Saved data entries

Start of Block

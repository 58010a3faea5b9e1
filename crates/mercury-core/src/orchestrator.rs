//! Test orchestrator
//!
//! Ties the context store to the history store: contexts are created and
//! updated in memory, and finalizing one appends it to the open history
//! file and folds it into the running statistics.

use crate::analyzer::SeverityPolicy;
use crate::config::{ContextStoreConfig, HistoryConfig};
use crate::context::{ContextHandle, ContextStore, TestContext};
use crate::error::Result;
use crate::history::{HistoryEntry, HistoryQuery, HistoryStore};
use parking_lot::{Mutex, RwLock};
use serde::{Deserialize, Serialize};
use std::path::Path;
use tracing::{info, warn};

/// Cumulative totals over finalized tests
#[derive(Debug, Clone, Copy, Default, PartialEq, Serialize, Deserialize)]
pub struct OrchestratorStats {
    pub total_tests: u64,
    pub total_violations: u64,
    pub total_n_plus_one: u64,
    pub total_response_time_ms: f64,
    pub total_memory_mb: f64,
}

impl OrchestratorStats {
    fn record(&mut self, context: &TestContext) {
        self.total_tests += 1;
        if context.is_violation() {
            self.total_violations += 1;
        }
        if context.has_n_plus_one {
            self.total_n_plus_one += 1;
        }
        self.total_response_time_ms += context.response_time_ms;
        self.total_memory_mb += context.memory_usage_mb;
    }

    pub fn avg_response_time_ms(&self) -> f64 {
        if self.total_tests == 0 {
            0.0
        } else {
            self.total_response_time_ms / self.total_tests as f64
        }
    }

    pub fn avg_memory_usage_mb(&self) -> f64 {
        if self.total_tests == 0 {
            0.0
        } else {
            self.total_memory_mb / self.total_tests as f64
        }
    }
}

/// Point-in-time statistics report
#[derive(Debug, Clone, Copy, Default, PartialEq)]
pub struct OrchestratorStatistics {
    pub total_tests: u64,
    pub total_violations: u64,
    pub total_n_plus_one: u64,
    pub active_contexts: usize,
    pub history_entries: u64,
    pub avg_response_time_ms: f64,
    pub avg_memory_usage_mb: f64,
}

pub struct Orchestrator {
    contexts: ContextStore,
    history: RwLock<Option<HistoryStore>>,
    stats: Mutex<OrchestratorStats>,
    history_config: HistoryConfig,
}

impl Orchestrator {
    pub fn new(contexts: &ContextStoreConfig, history_config: HistoryConfig) -> Self {
        Self {
            contexts: ContextStore::new(contexts),
            history: RwLock::new(None),
            stats: Mutex::new(OrchestratorStats::default()),
            history_config,
        }
    }

    pub fn contexts(&self) -> &ContextStore {
        &self.contexts
    }

    pub fn history_config(&self) -> &HistoryConfig {
        &self.history_config
    }

    /// Open `path` as the history store.
    ///
    /// On failure any previously open store stays in place.
    pub fn initialize_history(&self, path: &Path) -> Result<()> {
        let store = HistoryStore::open(path, &self.history_config)?;
        let previous = self.history.write().replace(store);
        if let Some(previous) = previous {
            if let Err(e) = previous.close() {
                warn!(error = %e, "Failed to close previous history store");
            }
        }
        Ok(())
    }

    /// Close the history store if one is open
    pub fn cleanup_history(&self) {
        if let Some(store) = self.history.write().take() {
            if let Err(e) = store.close() {
                warn!(error = %e, "Failed to flush history store on cleanup");
            }
        }
    }

    pub fn has_history(&self) -> bool {
        self.history.read().is_some()
    }

    pub fn create_context(
        &self,
        class_name: Option<&str>,
        method_name: Option<&str>,
    ) -> Result<ContextHandle> {
        Ok(self.contexts.create(class_name, method_name)?)
    }

    pub fn update_metrics(
        &self,
        handle: ContextHandle,
        response_time_ms: f64,
        memory_usage_mb: f64,
        query_count: u32,
        cache_hit_ratio: f64,
        grade: Option<&str>,
    ) -> Result<()> {
        Ok(self.contexts.update_metrics(
            handle,
            response_time_ms,
            memory_usage_mb,
            query_count,
            cache_hit_ratio,
            grade,
        )?)
    }

    pub fn update_n_plus_one(
        &self,
        handle: ContextHandle,
        query_count: u32,
        duplicate_count: u32,
        suggestion: Option<&str>,
        policy: &SeverityPolicy,
    ) -> Result<()> {
        Ok(self
            .contexts
            .update_n_plus_one(handle, query_count, duplicate_count, suggestion, policy)?)
    }

    /// Release the context, count it, and append it to history if open.
    ///
    /// The slot is released and counted even when the append fails.
    pub fn finalize(&self, handle: ContextHandle) -> Result<TestContext> {
        let context = self.contexts.take(handle)?;
        self.stats.lock().record(&context);

        if let Some(store) = self.history.read().as_ref() {
            store.append_context(&context).map_err(|e| {
                warn!(
                    class = context.class_name.as_str(),
                    method = context.method_name.as_str(),
                    error = %e,
                    "Failed to append test context to history"
                );
                e
            })?;
        }
        Ok(context)
    }

    /// Release the context without recording it
    pub fn destroy(&self, handle: ContextHandle) -> Result<()> {
        Ok(self.contexts.destroy(handle)?)
    }

    pub fn statistics(&self) -> OrchestratorStatistics {
        let stats = *self.stats.lock();
        OrchestratorStatistics {
            total_tests: stats.total_tests,
            total_violations: stats.total_violations,
            total_n_plus_one: stats.total_n_plus_one,
            active_contexts: self.contexts.active_count(),
            history_entries: self.history.read().as_ref().map_or(0, |h| h.len()),
            avg_response_time_ms: stats.avg_response_time_ms(),
            avg_memory_usage_mb: stats.avg_memory_usage_mb(),
        }
    }

    pub fn stats_snapshot(&self) -> OrchestratorStats {
        *self.stats.lock()
    }

    pub fn restore_stats(&self, stats: OrchestratorStats) {
        *self.stats.lock() = stats;
        info!(total_tests = stats.total_tests, "Restored orchestrator statistics");
    }

    /// Matching history entries; empty when no store is open
    pub fn query_history(&self, query: &HistoryQuery<'_>) -> Result<Vec<HistoryEntry>> {
        match self.history.read().as_ref() {
            Some(store) => Ok(store.query(query)?),
            None => Ok(Vec::new()),
        }
    }

    /// Render matching entries into `out`, one per line.
    ///
    /// Only whole lines are written and the output is always NUL-terminated.
    /// Returns the number of lines written.
    pub fn write_history_lines(&self, query: &HistoryQuery<'_>, out: &mut [u8]) -> Result<usize> {
        let Some(limit) = out.len().checked_sub(1) else {
            return Ok(0);
        };
        out[0] = 0;

        let entries = self.query_history(query)?;
        let mut pos = 0;
        let mut lines = 0;
        for entry in &entries {
            let line = format!(
                "{}::{} grade={} response_ms={:.2} queries={} severity={}\n",
                entry.class_name,
                entry.method_name,
                entry.grade,
                entry.response_time_ms,
                entry.query_count,
                entry.severity_level
            );
            if pos + line.len() > limit {
                break;
            }
            out[pos..pos + line.len()].copy_from_slice(line.as_bytes());
            pos += line.len();
            lines += 1;
        }
        out[pos] = 0;
        Ok(lines)
    }
}

impl Default for Orchestrator {
    fn default() -> Self {
        Self::new(&ContextStoreConfig::default(), HistoryConfig::default())
    }
}
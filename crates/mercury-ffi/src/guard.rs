//! Panic boundary for exported functions.

use std::panic::{catch_unwind, AssertUnwindSafe};
use tracing::error;

/// Run `f`, returning `fallback` instead of unwinding into the host.
///
/// A panic that crosses an `extern "C"` boundary aborts the host process, so
/// every exported function goes through here and reports failure with its
/// usual sentinel.
pub(crate) fn ffi_guard<T>(name: &'static str, fallback: T, f: impl FnOnce() -> T) -> T {
    match catch_unwind(AssertUnwindSafe(f)) {
        Ok(value) => value,
        Err(panic_info) => {
            let msg = if let Some(s) = panic_info.downcast_ref::<&str>() {
                (*s).to_string()
            } else if let Some(s) = panic_info.downcast_ref::<String>() {
                s.clone()
            } else {
                "unknown error".to_string()
            };
            error!(function = name, panic = %msg, "Rust panic in mercury entry point");
            fallback
        }
    }
}

#[cfg(test)]
mod tests {
    use super::*;

    #[test]
    fn test_value_passes_through() {
        assert_eq!(ffi_guard("ok", -1, || 7), 7);
    }

    #[test]
    fn test_panic_becomes_fallback() {
        let result = ffi_guard("boom", -1, || -> i32 { panic!("boom") });
        assert_eq!(result, -1);
    }
}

End of Block

* **Task prompt**
Restate the data verbatim through the "use crate::analyzer::SeverityPolicy;" line.

* **Written reply**
repository 58010a3faea5b9e1
filename crates/mercury-core/src/orchestrator.rs
//! Test orchestrator
//!
//! Ties the context store to the history store: contexts are created and
//! updated in memory, and finalizing one appends it to the open history
//! file and folds it into the running statistics.

use crate::analyzer::SeverityPolicy;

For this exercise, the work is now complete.